The rollers are supported between the two parallel surfaces by a flexible spring band 20 made of beryllium-copper or other suitable flat spring material. The band is anchored to the housing 14 at the left-hand end of the upper parallel surface 16 by means of studs 22. The band extends around the roller 10 and then around the roller 12 and back along the lower parallel surface 18. The other end of the band extends beyond the end of the shelf 19 in the housing and terminates adjacent a two-pole switch mounted within the housing. The switch comprises an upper lug 30 which supports a movable contact 32 positioned on the end of a cantilever spring 34 attached to the lug 30. The lug provides an electrical terminal by extending through the wall of the housing to provide an external connection. Similarly a lug 36 supports one fixed contact 38 while a lug 40 supports a second fixed contact 42 on either side of the movable contact 32. The lugs 36 and 40 extend through and are supported by the housing 14 to provide external electrical connections to the fixed contacts of the switch. The band 20 is linked to the movable contact 32 by a spring element 46, which preferably is in the form of an inverted V with one end hooking through a hole in the end of the band and the other end hooking through a hole in the cantilever spring 34. The cantilever spring 34 and spring element 46 combine to maintain tension on the band sufficient to hold the roller 10 firmly against the upper surface 16. The band 20, in a manner hereinafter described in detail, as a result of this tension produces a net force on the rollers urging them to the left, as viewed in the drawing.
The rollers are shown in FIG. 1A in the normal position in which the roller 12 and the surrounding band 20 are against an adjustable stop provided by a screw 50 extending through the wall of the housing. This screw provides a means of calibrating the device in the manner described below. The switch has contacts 32 and 42 closed. FIG. 1B shows the condition of the rollers as they are moved to the right relative to the housing to a position where the roller 12 drops off the end of the shelf 19. In this position, the roller 12 forces the band downwardly against a spring-loaded re-set member indicated generally at 52. The re-set member 52 includes a re-set button 54 which projects through the wall of the housing 14. A spring member 56 mounted on the re-set member 52 engages the inside of the housing and urges the re-set member 52 in a direction toward the rollers. The strength of the spring 56 is not sufficiently strong to overcome the downward force of the roller 12 when it drops off the edge of the shelf 19. However, by pressing on the re-set button 54 on the outside of the housing 14, the re-set member 52 engages the band 20 and roller 12, forcing the roller 12 upwardly back onto the shelf 19, permitting the rollers to return to the position illustrated in FIG. 1A.

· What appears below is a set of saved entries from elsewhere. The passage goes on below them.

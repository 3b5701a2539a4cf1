//! Agent-facing control plane API
//!
//! REST endpoints for registration and heartbeat plus the persistent
//! WebSocket stream carrying [`AgentMessage`] / [`ControlMessage`] frames.
//! One listener, separate from the proxy front door, so agent traffic never
//! mixes with inference traffic.

use std::sync::Arc;

use axum::{
    extract::{
        ws::{CloseFrame, Message, WebSocket},
        Query, State, WebSocketUpgrade,
    },
    http::StatusCode,
    response::IntoResponse,
    routing::{get, post},
    Json, Router,
};
use futures::{SinkExt, StreamExt};
use serde::Deserialize;
use tower_http::trace::TraceLayer;
use tracing::{debug, info, warn};

use super::{Fleet, StreamHandle, SUPERSEDED_CLOSE_REASON};
use crate::proto::{AgentMessage, HeartbeatRequest, RegisterRequest};

/// Create the agent control plane router
pub fn create_fleet_router(fleet: Arc<Fleet>) -> Router {
    Router::new()
        .route("/v1/register", post(register))
        .route("/v1/heartbeat", post(heartbeat))
        .route("/v1/connect", get(connect))
        .route("/v1/fleet", get(fleet_status))
        .route("/health", get(|| async { StatusCode::OK }))
        .layer(TraceLayer::new_for_http())
        .with_state(fleet)
}

async fn register(
    State(fleet): State<Arc<Fleet>>,
    Json(req): Json<RegisterRequest>,
) -> impl IntoResponse {
    Json(fleet.register(&req))
}

async fn heartbeat(
    State(fleet): State<Arc<Fleet>>,
    Json(req): Json<HeartbeatRequest>,
) -> impl IntoResponse {
    match fleet.heartbeat(&req.node_id) {
        Ok(resp) => (StatusCode::OK, Json(serde_json::json!(resp))),
        Err(e) => (
            StatusCode::NOT_FOUND,
            Json(serde_json::json!({"error": e.to_string(), "code": "node_not_found"})),
        ),
    }
}

async fn fleet_status(State(fleet): State<Arc<Fleet>>) -> impl IntoResponse {
    Json(fleet.fleet_status())
}

#[derive(Debug, Deserialize)]
struct ConnectParams {
    node_id: String,
}

async fn connect(
    State(fleet): State<Arc<Fleet>>,
    Query(params): Query<ConnectParams>,
    ws: WebSocketUpgrade,
) -> impl IntoResponse {
    let node_id = params.node_id;
    ws.on_upgrade(move |socket| handle_stream(fleet, node_id, socket))
}

/// Run one agent stream to completion.
///
/// The send side drains the node's command queue FIFO; the receive side
/// dispatches agent messages into the fleet. When a newer stream opens for
/// the same node this one is closed with the "superseded" reason and must
/// not clear the session that replaced it.
async fn handle_stream(fleet: Arc<Fleet>, node_id: String, socket: WebSocket) {
    let handle: StreamHandle = match fleet.open_stream(&node_id) {
        Ok(h) => h,
        Err(e) => {
            warn!(%node_id, "rejecting stream: {e}");
            let mut socket = socket;
            let _ = socket
                .send(Message::Close(Some(CloseFrame {
                    code: 1008,
                    reason: "not registered".into(),
                })))
                .await;
            return;
        }
    };

    info!(%node_id, epoch = handle.epoch, "agent stream opened");
    let (mut ws_tx, mut ws_rx) = socket.split();
    let mut superseded = false;

    loop {
        tokio::select! {
            _ = handle.superseded.cancelled() => {
                let _ = ws_tx
                    .send(Message::Close(Some(CloseFrame {
                        code: 1000,
                        reason: SUPERSEDED_CLOSE_REASON.into(),
                    })))
                    .await;
                superseded = true;
                break;
            }

            msg = handle.queue.pop() => {
                let text = match serde_json::to_string(&msg) {
                    Ok(t) => t,
                    Err(e) => {
                        warn!(%node_id, "failed to encode control message: {e}");
                        continue;
                    }
                };
                if ws_tx.send(Message::Text(text.into())).await.is_err() {
                    break;
                }
            }

            incoming = ws_rx.next() => {
                match incoming {
                    Some(Ok(Message::Text(text))) => {
                        handle_agent_message(&fleet, &node_id, text.as_str());
                    }
                    Some(Ok(Message::Ping(data))) => {
                        let _ = ws_tx.send(Message::Pong(data)).await;
                    }
                    Some(Ok(Message::Close(_))) | None => break,
                    Some(Err(e)) => {
                        warn!(%node_id, "stream receive error: {e}");
                        break;
                    }
                    Some(Ok(_)) => {}
                }
            }
        }
    }

    // A superseded session no longer owns the node entry; close_stream
    // checks the epoch so this is safe either way.
    if !superseded {
        fleet.close_stream(&node_id, handle.epoch);
    }
    info!(%node_id, epoch = handle.epoch, superseded, "agent stream ended");
}

fn handle_agent_message(fleet: &Fleet, node_id: &str, text: &str) {
    let msg: AgentMessage = match serde_json::from_str(text) {
        Ok(m) => m,
        Err(e) => {
            warn!(node_id, "unparseable agent message: {e}");
            return;
        }
    };

    match msg {
        AgentMessage::Status(status) => {
            if let Err(e) = fleet.update_status(node_id, status) {
                warn!(node_id, "status update failed: {e}");
            }
        }
        AgentMessage::CommandResult(result) => {
            debug!(node_id, command_id = %result.command_id, success = result.success,
                "command result received");
            fleet.complete_result(result);
        }
        AgentMessage::Log(entry) => match entry.level.as_str() {
            "error" => tracing::error!(node_id, "[agent] {}", entry.message),
            "warn" => tracing::warn!(node_id, "[agent] {}", entry.message),
            _ => tracing::info!(node_id, "[agent] {}", entry.message),
        },
    }
}

#[cfg(test)]
mod tests {
    use super::*;
    use crate::fleet::FleetConfig;
    use crate::proto::{NodeCapabilities, NodeType, RegisterResponse};
    use axum::body::{to_bytes, Body};
    use axum::http::Request;
    use tower::ServiceExt;

    fn test_app() -> (Arc<Fleet>, Router) {
        let fleet = Arc::new(Fleet::new(FleetConfig::default()));
        let app = create_fleet_router(fleet.clone());
        (fleet, app)
    }

    fn register_body(id: &str) -> String {
        serde_json::to_string(&RegisterRequest {
            node_id: id.to_string(),
            node_type: NodeType::GpuWorker,
            instance_id: None,
            mesh_ip: None,
            public_ip: None,
            private_ip: None,
            region: None,
            zone: None,
            capabilities: NodeCapabilities::default(),
            labels: Default::default(),
        })
        .unwrap()
    }

    #[tokio::test]
    async fn test_register_endpoint() {
        let (fleet, app) = test_app();

        let response = app
            .oneshot(
                Request::builder()
                    .method("POST")
                    .uri("/v1/register")
                    .header("content-type", "application/json")
                    .body(Body::from(register_body("gpu-1")))
                    .unwrap(),
            )
            .await
            .unwrap();

        assert_eq!(response.status(), StatusCode::OK);
        let bytes = to_bytes(response.into_body(), usize::MAX).await.unwrap();
        let resp: RegisterResponse = serde_json::from_slice(&bytes).unwrap();
        assert!(resp.accepted);
        assert!(fleet.get_node("gpu-1").is_some());
    }

    #[tokio::test]
    async fn test_heartbeat_unknown_node_is_404() {
        let (_fleet, app) = test_app();

        let response = app
            .oneshot(
                Request::builder()
                    .method("POST")
                    .uri("/v1/heartbeat")
                    .header("content-type", "application/json")
                    .body(Body::from(r#"{"node_id":"ghost"}"#))
                    .unwrap(),
            )
            .await
            .unwrap();

        assert_eq!(response.status(), StatusCode::NOT_FOUND);
    }

    #[tokio::test]
    async fn test_fleet_status_lists_nodes() {
        let (fleet, app) = test_app();
        fleet.register(&serde_json::from_str(&register_body("gpu-1")).unwrap());

        let response = app
            .oneshot(
                Request::builder()
                    .uri("/v1/fleet")
                    .body(Body::empty())
                    .unwrap(),
            )
            .await
            .unwrap();

        assert_eq!(response.status(), StatusCode::OK);
        let bytes = to_bytes(response.into_body(), usize::MAX).await.unwrap();
        let status: crate::proto::FleetStatusResponse = serde_json::from_slice(&bytes).unwrap();
        assert_eq!(status.nodes_total, 1);
        assert_eq!(status.nodes_connected, 0);
        assert_eq!(status.nodes[0].node_id, "gpu-1");
    }
}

It will be noted in FIG. 1B that when the roller 12 drops off the end of the shelf 19, it permits the end of the band 20 to move to the right. This permits the contact 32 to move to the right over against the fixed contact 38. Thus two switching conditions are provided. In the initial condition of the crash switch, the rollers are in the position shown in FIG. 1A and an electrical circuit is completed through contacts 32 and 42. When an acceleration force is applied to the housing 14, moving the housing to the left as viewed in the figures, the inertia of the rollers causes them to remain relatively fixed. As the housing moves to the left, the rollers reach the point where the roller 12 drops off the end of the shelf 19 into the position shown in FIG. 1B. This is a stable latched position in which the electrical circuit is completed through contacts 32 and 38. The switch remains in this condition until it is re-set by depressing the re-set button 54.
The band 20 is designed to produce a net force on the rollers 10 and 12 tending to move the rollers against the adjustable screw 50. This force is produced by the band 20 under tension by providing a cutout in the band in the manner shown in FIG. 2. It is a well known property of the rolamite that a net force is produced by the band by the difference in the spring stiffness at the point where the band leaves the roller 10 and the point where the band leaves the roller 12. One way of reducing the stiffness of the spring band is to reduce its effective width by providing a cutout in the band. The cutout, as shown in FIG. 2, must extend for a sufficient distance along the length of the band so that the tangent point between the upper roller 10 and the band, as indicated at A in FIG. 1A and at A' in FIG. 1B, is always at a cutout portion of the band. The length of the cutout of course must not extend to the tangent point B between the roller 12 and the lower surface 18. By making the slot of constant width over its length, a constant force is applied to the rollers regardless of the position of the rollers along the guide surfaces 16 and 18. It will be apparent that the acceleration force applied to the housing 14 must exceed the force produced by the spring tension of the band 20 before the rollers will move away from the adjusting screw 50. Thus by properly selecting the spring modulus of the material, the thickness of the material, and the effective width of the band at points A and B, the crash switch can be made to respond to any desired level of acceleration of the housing 14. This level is referred to as the g-level of the switch.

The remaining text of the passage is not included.